Decision and Risk Analysis

Supply Chain Strategy for Manufacturing Company

The polymer filaments division of a multinational manufacturing company needed to develop a global supply chain strategy which achieved maximum NPV with an acceptable level of risk. They were the industry leader, but were concerned that as demand migrated from North America and Western Europe to lower-cost countries, their competitors were more flexible in moving closer to the sources of demand. At the same time, customer product specifications were evolving away from the existing industry standard. 

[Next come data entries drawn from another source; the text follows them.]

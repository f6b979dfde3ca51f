//! Sub-commands recorded into a captured command buffer.
//!
//! This is the replayable subset the rebuild re-records verbatim; a command
//! whose referenced handles no longer exist in the rebuilt state makes the
//! whole buffer unrecordable from that point on.

use crate::handle::*;
use crate::objects::{ImageSubresourceRange, Rect2D};
use crate::types::*;

#[derive(Clone, Copy, Debug, PartialEq, Eq)]
pub struct BufferCopy {
    pub src_offset: u64,
    pub dst_offset: u64,
    pub size: u64,
}

#[derive(Clone, Copy, Debug)]
pub struct BufferImageCopy {
    pub buffer_offset: u64,
    pub buffer_row_length: u32,
    pub buffer_image_height: u32,
    pub aspects: ImageAspects,
    pub mip_level: u32,
    pub base_array_layer: u32,
    pub layer_count: u32,
    pub image_offset: Offset3D,
    pub image_extent: Extent3D,
}

#[derive(Clone, Copy, Debug)]
pub struct ImageCopy {
    pub src_aspects: ImageAspects,
    pub src_mip_level: u32,
    pub src_base_layer: u32,
    pub dst_aspects: ImageAspects,
    pub dst_mip_level: u32,
    pub dst_base_layer: u32,
    pub layer_count: u32,
    pub src_offset: Offset3D,
    pub dst_offset: Offset3D,
    pub extent: Extent3D,
}

#[derive(Clone, Copy, Debug)]
pub struct BufferBarrier {
    pub src_access: AccessFlags,
    pub dst_access: AccessFlags,
    pub src_queue_family: u32,
    pub dst_queue_family: u32,
    pub buffer: BufferHandle,
    pub offset: u64,
    pub size: u64,
}

#[derive(Clone, Copy, Debug)]
pub struct ImageBarrier {
    pub src_access: AccessFlags,
    pub dst_access: AccessFlags,
    pub old_layout: ImageLayout,
    pub new_layout: ImageLayout,
    pub src_queue_family: u32,
    pub dst_queue_family: u32,
    pub image: ImageHandle,
    pub range: ImageSubresourceRange,
}

#[derive(Clone, Debug)]
pub enum RecordedCommand {
    CopyBuffer {
        src: BufferHandle,
        dst: BufferHandle,
        regions: Vec<BufferCopy>,
    },
    CopyImage {
        src: ImageHandle,
        src_layout: ImageLayout,
        dst: ImageHandle,
        dst_layout: ImageLayout,
        regions: Vec<ImageCopy>,
    },
    CopyBufferToImage {
        src: BufferHandle,
        dst: ImageHandle,
        dst_layout: ImageLayout,
        regions: Vec<BufferImageCopy>,
    },
    CopyImageToBuffer {
        src: ImageHandle,
        src_layout: ImageLayout,
        dst: BufferHandle,
        regions: Vec<BufferImageCopy>,
    },
    PipelineBarrier {
        src_stages: PipelineStageFlags,
        dst_stages: PipelineStageFlags,
        buffer_barriers: Vec<BufferBarrier>,
        image_barriers: Vec<ImageBarrier>,
    },
    BeginRenderPass {
        render_pass: RenderPassHandle,
        framebuffer: FramebufferHandle,
        render_area: Rect2D,
    },
    NextSubpass,
    EndRenderPass,
    BindPipeline {
        bind_point: PipelineBindPoint,
        pipeline: PipelineHandle,
    },
    BindDescriptorSets {
        bind_point: PipelineBindPoint,
        layout: PipelineLayoutHandle,
        first_set: u32,
        sets: Vec<DescriptorSetHandle>,
        dynamic_offsets: Vec<u32>,
    },
    BindVertexBuffers {
        first_binding: u32,
        buffers: Vec<BufferHandle>,
        offsets: Vec<u64>,
    },
    BindIndexBuffer {
        buffer: BufferHandle,
        offset: u64,
        index_type: IndexType,
    },
    PushConstants {
        layout: PipelineLayoutHandle,
        stages: ShaderStageFlags,
        offset: u32,
        data: Vec<u8>,
    },
    Draw {
        vertex_count: u32,
        instance_count: u32,
        first_vertex: u32,
        first_instance: u32,
    },
    DrawIndexed {
        index_count: u32,
        instance_count: u32,
        first_index: u32,
        vertex_offset: i32,
        first_instance: u32,
    },
    Dispatch {
        x: u32,
        y: u32,
        z: u32,
    },
    SetEvent {
        event: EventHandle,
        stages: PipelineStageFlags,
    },
    BeginQuery {
        pool: QueryPoolHandle,
        query: u32,
        flags: QueryControlFlags,
    },
    EndQuery {
        pool: QueryPoolHandle,
        query: u32,
    },
    ExecuteCommands {
        buffers: Vec<CommandBufferHandle>,
    },
}
macro_rules! require {
    ($state:expr, $table:ident, $category:literal, $handle:expr) => {
        if !$state.$table.contains(&$handle) {
            return Err(MutateError::MissingHandle {
                category: $category,
                handle: $handle.raw(),
            });
        }
    };
}

macro_rules! create {
    ($state:expr, $table:ident, $category:literal, $handle:expr) => {{
        if $handle.is_null() {
            return Err(MutateError::NullRequired { what: $category });
        }
        if !$state.$table.insert($handle) {
            return Err(MutateError::DuplicateHandle {
                category: $category,
                handle: $handle.raw(),
            });
        }
    }};
}

macro_rules! destroy {
    ($state:expr, $table:ident, $category:literal, $handle:expr) => {
        if !$state.$table.remove(&$handle) {
            return Err(MutateError::MissingHandle {
                category: $category,
                handle: $handle.raw(),
            });
        }
    };
}

impl Command {
    pub fn mutate(&self, state: &mut NewState) -> Result<(), MutateError> {
        mutate_call(&self.call, state)
    }
}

We worked together with the project team to develop several strategy alternatives which considered viable options for manufacturing (considering implications of product specification evolution), raw material sourcing and product distribution. We mapped out various uncertainties which could impact the outcomes, and performed in-depth expert interviews to gain insight into ranges and drivers of each uncertainty. 

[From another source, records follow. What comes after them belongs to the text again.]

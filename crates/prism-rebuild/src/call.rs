//! The synthetic call model.
//!
//! One [`Call`] is one emitted API call with decoded payloads; a [`Command`]
//! is a call plus the host byte ranges the replay target reads and writes
//! when executing it. The emitted sequence must be replayed exactly in
//! order: later calls depend on handles and memory content produced by
//! earlier ones.

use prism_capture::*;
use prism_interval::MemRange;

/// One queue-family request inside a device creation.
#[derive(Clone, Debug)]
pub struct QueueCreateInfo {
    pub family: u32,
    pub priorities: Vec<f32>,
}

#[derive(Clone, Debug)]
pub struct SwapchainCreateInfo {
    pub surface: SurfaceHandle,
    pub min_image_count: u32,
    pub format: Format,
    pub color_space: ColorSpace,
    pub extent: Extent2D,
    pub array_layers: u32,
    pub usage: ImageUsage,
    pub sharing_mode: SharingMode,
    pub queue_family_indices: Vec<u32>,
    pub pre_transform: SurfaceTransform,
    pub composite_alpha: CompositeAlpha,
    pub present_mode: PresentMode,
    pub clipped: bool,
}

/// One shader stage of a pipeline creation, by handle.
#[derive(Clone, Debug)]
pub struct StageInfo {
    pub stage: ShaderStageFlags,
    pub module: ShaderModuleHandle,
    pub entry_point: String,
    pub specialization: Option<SpecializationInfo>,
}

#[derive(Clone, Debug)]
pub struct GraphicsPipelineCreateInfo {
    pub flags: PipelineCreateFlags,
    pub stages: Vec<StageInfo>,
    pub vertex_input_state: VertexInputState,
    pub input_assembly_state: InputAssemblyState,
    pub tessellation_state: Option<TessellationState>,
    pub viewport_state: Option<ViewportState>,
    pub rasterization_state: RasterizationState,
    pub multisample_state: Option<MultisampleState>,
    pub depth_stencil_state: Option<DepthStencilState>,
    pub color_blend_state: Option<ColorBlendState>,
    pub dynamic_state: Option<DynamicState>,
    pub layout: PipelineLayoutHandle,
    pub render_pass: RenderPassHandle,
    pub subpass: u32,
    pub base_pipeline: PipelineHandle,
}

/// One descriptor write emitted by `UpdateDescriptorSets`.
#[derive(Clone, Debug)]
pub struct DescriptorWrite {
    pub set: DescriptorSetHandle,
    pub binding: u32,
    pub array_element: u32,
    pub descriptor_type: DescriptorType,
    pub image_info: Option<DescriptorImageInfo>,
    pub buffer_info: Option<DescriptorBufferInfo>,
    pub texel_buffer_view: Option<BufferViewHandle>,
}

#[derive(Clone, Debug)]
pub struct SparseBufferBindInfo {
    pub buffer: BufferHandle,
    pub binds: Vec<SparseMemoryBind>,
}

#[derive(Clone, Debug)]
pub struct SparseImageOpaqueBindInfo {
    pub image: ImageHandle,
    pub binds: Vec<SparseMemoryBind>,
}

/// A sparse image block bind flattened to its (aspect, mip, layer) address.
#[derive(Clone, Copy, Debug)]
pub struct SparseImageBind {
    pub aspects: ImageAspects,
    pub mip_level: u32,
    pub array_layer: u32,
    pub bind: SparseImageMemoryBind,
}

#[derive(Clone, Debug)]
pub struct SparseImageBindInfo {
    pub image: ImageHandle,
    pub binds: Vec<SparseImageBind>,
}

#[derive(Clone, Debug, Default)]
pub struct SparseBindInfo {
    pub buffer_binds: Vec<SparseBufferBindInfo>,
    pub image_opaque_binds: Vec<SparseImageOpaqueBindInfo>,
    pub image_binds: Vec<SparseImageBindInfo>,
}
/// Barrier for a helper image that borrows `img`'s geometry.
fn barrier_image(
    sb: &mut StateBuilder<'_>,
    cb: CommandBufferHandle,
    image: ImageHandle,
    img: &ImageObject,
    old_layout: ImageLayout,
    new_layout: ImageLayout,
    family: u32,
) -> Result<(), RebuildError> {
    let image_barrier = ImageBarrier {
        src_access: AccessFlags::MEMORY_WRITE,
        dst_access: AccessFlags::MEMORY_READ | AccessFlags::MEMORY_WRITE,
        old_layout,
        new_layout,
        src_queue_family: family,
        dst_queue_family: family,
        image,
        range: ImageSubresourceRange {
            aspects: img.aspect,
            base_mip_level: 0,
            level_count: img.info.mip_levels,
            base_array_layer: 0,
            layer_count: img.info.array_layers,
        },
    };
    sb.alloc_read(&image_barrier)?;
    sb.write(Call::Record {
        buffer: cb,
        command: RecordedCommand::PipelineBarrier {
            src_stages: PipelineStageFlags::ALL_COMMANDS,
            dst_stages: PipelineStageFlags::ALL_COMMANDS,
            buffer_barriers: Vec::new(),
            image_barriers: vec![image_barrier],
        },
    });
    Ok(())
}

// -- captured content access ----------------------------------------------

/// Offset of (aspect, layer, mip) within the image's natural subresource
/// layout: aspects in bit order, layers within an aspect, 8-byte-aligned
/// level sizes within a layer.
fn subresource_offset(img: &ImageObject, aspect: ImageAspects, layer: u32, mip: u32) -> u64 {
    let mut offset = 0u64;
    for bit in aspect_bits(img.aspect) {
        let per_layer: u64 = (0..img.info.mip_levels)
            .map(|m| level_size(img.info.extent, img.info.format, m, bit).aligned_level_size)
            .sum();
        if bit == aspect {
            offset += u64::from(layer) * per_layer;
            offset += (0..mip)
                .map(|m| level_size(img.info.extent, img.info.format, m, bit).aligned_level_size)
                .sum::<u64>();
            return offset;
        }
        offset += per_layer * u64::from(img.info.array_layers);
    }
    offset
}

pub(crate) fn aspect_bits(aspects: ImageAspects) -> Vec<ImageAspects> {
    [
        ImageAspects::COLOR,
        ImageAspects::DEPTH,
        ImageAspects::STENCIL,
        ImageAspects::PLANE_0,
        ImageAspects::PLANE_1,
        ImageAspects::PLANE_2,
    ]
    .into_iter()
    .filter(|b| aspects.contains(*b))
    .collect()
}

/// Captured bytes of one subresource, in image packing, or `None` when the
/// backing content was not captured.
pub(crate) fn image_subresource_bytes(
    sb: &StateBuilder<'_>,
    img: &ImageObject,
    aspect: ImageAspects,
    layer: u32,
    mip: u32,
) -> Option<Vec<u8>> {
    let size = level_size(img.info.extent, img.info.format, mip, aspect);
    let offset = subresource_offset(img, aspect, layer, mip);
    let snapshot = sb.snapshot();

    if let Some(memory) = img.memory {
        return snapshot
            .memory_data
            .bytes(memory, img.memory_offset + offset, size.level_size)
            .map(<[u8]>::to_vec);
    }

    // Sparse: stitch the range together from the opaque binds covering it.
    let mut out = Vec::with_capacity(size.level_size as usize);
    let mut cursor = offset;
    let end = offset + size.level_size;
    while cursor < end {
        let (_, bind) = img
            .opaque_sparse_bindings
            .range(..=cursor)
            .next_back()
            .filter(|(_, b)| b.resource_offset + b.size > cursor)?;
        let run = (bind.resource_offset + bind.size).min(end) - cursor;
        let src = snapshot.memory_data.bytes(
            bind.memory,
            bind.memory_offset + (cursor - bind.resource_offset),
            run,
        )?;
        out.extend_from_slice(src);
        cursor += run;
    }
    Some(out)
}

/// Repack a depth subresource from image packing to linear-buffer packing.
fn repack_depth_for_buffer(img: &ImageObject, bytes: &[u8]) -> Vec<u8> {
    let in_image = img.info.format.depth_element_size(false) as usize;
    let in_buffer = img.info.format.depth_element_size(true) as usize;
    if in_image == in_buffer || in_image == 0 {
        return bytes.to_vec();
    }
    let mut out = Vec::with_capacity(bytes.len() / in_image * in_buffer);
    for texel in bytes.chunks_exact(in_image) {
        out.extend_from_slice(texel);
        out.resize(out.len() + (in_buffer - in_image), 0);
    }
    out
}

/// Gather staging-buffer contents and the matching buffer→image copy
/// regions for every subresource in `opaque_ranges`. Contents are packed at
/// 8-byte-aligned offsets in linear-buffer layout.
pub(crate) fn staging_contents(
    sb: &StateBuilder<'_>,
    img: &ImageObject,
    opaque_ranges: &[ImageSubresourceRange],
) -> (Vec<u8>, Vec<BufferImageCopy>) {
    let mut contents: Vec<u8> = Vec::new();
    let mut copies: Vec<BufferImageCopy> = Vec::new();

    for range in opaque_ranges {
        for aspect in aspect_bits(range.aspects) {
            for layer in range.base_array_layer..range.base_array_layer + range.layer_count {
                for mip in range.base_mip_level..range.base_mip_level + range.level_count {
                    let Some(bytes) = image_subresource_bytes(sb, img, aspect, layer, mip) else {
                        debug!(
                            image = img.handle.raw(),
                            ?aspect,
                            layer,
                            mip,
                            "subresource content not captured, left undefined"
                        );
                        continue;
                    };
                    let bytes = if aspect == ImageAspects::DEPTH {
                        repack_depth_for_buffer(img, &bytes)
                    } else {
                        bytes
                    };
                    let size = level_size(img.info.extent, img.info.format, mip, aspect);
                    copies.push(BufferImageCopy {
                        buffer_offset: contents.len() as u64,
                        buffer_row_length: 0,
                        buffer_image_height: 0,
                        aspects: aspect,
                        mip_level: mip,
                        base_array_layer: layer,
                        layer_count: 1,
                        image_offset: Offset3D::default(),
                        image_extent: Extent3D {
                            width: size.width as u32,
                            height: size.height as u32,
                            depth: size.depth as u32,
                        },
                    });
                    contents.extend_from_slice(&bytes);
                    let aligned = (contents.len() + 7) & !7;
                    contents.resize(aligned, 0);
                }
            }
        }
    }
    (contents, copies)
}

A thorough analysis of each strategy revealed that aggressive redeployment of manufacturing to the emerging manufacturing centers, coupled with outsourcing of non-core product manufacturing and a restructured distribution system best achieved the client’s desired value/risk balance. It revealed that the preferred strategy was most vulnerable to assumptions regarding local fixed cost inflation and currency value fluctuations, but the level of risk was acceptable given the $100 million improvement in expected NPV.

Process Platform for Polymers Manufacture

The chemicals group of a multinational energy company needed to define the optimum process platform for the production of a wide range of olefins-based specialty polymers and elastomers for key market segments. They were focused on improved ROI over the business cycle as well as maximizing NPV. The study was driven by progress made in developing a new proprietary polymerization process which had the potential for lower costs and more flexibility in creating specialty applications.

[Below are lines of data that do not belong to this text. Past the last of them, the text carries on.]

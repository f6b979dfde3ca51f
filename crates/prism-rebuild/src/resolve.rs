//! Memoizing resolve layer.
//!
//! Rebuilding is deterministic for a given capture point, so repeat requests
//! for the same [`CaptureId`] return the cached `(commands, ranges)` pair
//! without re-running the engine. Distinct capture ids resolve
//! independently; see the concurrency notes on [`rebuild_state`].

use std::collections::HashMap;
use std::sync::{Arc, Mutex};

use prism_capture::{CaptureId, Snapshot};
use tracing::debug;

use crate::orchestrator::{rebuild_state, Rebuild, RebuildOptions};
use crate::report::RebuildError;

#[derive(Default)]
pub struct InitialCommands {
    cache: Mutex<HashMap<CaptureId, Arc<Rebuild>>>,
}

impl InitialCommands {
    pub fn new() -> Self {
        Self::default()
    }

    /// The initial commands for `capture`, rebuilding on first request and
    /// serving the memoized result afterwards.
    pub fn resolve(
        &self,
        capture: CaptureId,
        snapshot: &Snapshot,
        opts: &RebuildOptions,
    ) -> Result<Arc<Rebuild>, RebuildError> {
        if let Some(hit) = self.lookup(capture) {
            debug!(?capture, "initial commands served from cache");
            return Ok(hit);
        }

        // The rebuild runs outside the lock: a cancellation or a slow
        // rebuild must not stall resolves for other captures.
        let built = Arc::new(rebuild_state(snapshot, opts)?);
        let mut cache = self.lock();
        let entry = cache.entry(capture).or_insert_with(|| Arc::clone(&built));
        Ok(Arc::clone(entry))
    }

    pub fn lookup(&self, capture: CaptureId) -> Option<Arc<Rebuild>> {
        self.lock().get(&capture).cloned()
    }

    /// Drop the cached result for `capture`; the next resolve re-runs the
    /// rebuild.
    pub fn invalidate(&self, capture: CaptureId) {
        self.lock().remove(&capture);
    }

    fn lock(&self) -> std::sync::MutexGuard<'_, HashMap<CaptureId, Arc<Rebuild>>> {
        self.cache.lock().unwrap_or_else(|poisoned| poisoned.into_inner())
    }
}

#[cfg(test)]
mod tests {
    use super::*;

    #[test]
    fn repeat_resolves_share_one_result() {
        let cache = InitialCommands::new();
        let snapshot = Snapshot::new();
        let opts = RebuildOptions::default();

        let a = cache.resolve(CaptureId(7), &snapshot, &opts).unwrap();
        let b = cache.resolve(CaptureId(7), &snapshot, &opts).unwrap();
        assert!(Arc::ptr_eq(&a, &b));
    }

    #[test]
    fn invalidate_forces_a_rebuild() {
        let cache = InitialCommands::new();
        let snapshot = Snapshot::new();
        let opts = RebuildOptions::default();

        let a = cache.resolve(CaptureId(3), &snapshot, &opts).unwrap();
        cache.invalidate(CaptureId(3));
        let b = cache.resolve(CaptureId(3), &snapshot, &opts).unwrap();
        assert!(!Arc::ptr_eq(&a, &b));
    }

    #[test]
    fn distinct_captures_resolve_independently() {
        let cache = InitialCommands::new();
        let snapshot = Snapshot::new();
        let opts = RebuildOptions::default();

        let a = cache.resolve(CaptureId(1), &snapshot, &opts).unwrap();
        let b = cache.resolve(CaptureId(2), &snapshot, &opts).unwrap();
        assert!(!Arc::ptr_eq(&a, &b));
    }
}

The client clearly understood their options – aggressively pursue and fund further development of the new process, measured development plus aggressive cost reduction in the existing process, or focus on improving the existing process and licensing technology rights (which might make sense if the payback on the new technology was too slow). The team also quickly identified their biggest concerns – could competitors copy or engineer around the new process, and the size of opportunities for new applications.

Under our guidance, the team’s analysis showed that the new process should be pursued, offering an expected NPV $500 million greater than the next best alternative. In addition, the team learned that this decision was largely robust to marketplace uncertainty, but was subject to beating competitors to the market and controlling capital costs. The decision was reached to press strongly on development of the new process while severely limiting (but not eliminating) work on improvements to the existing process.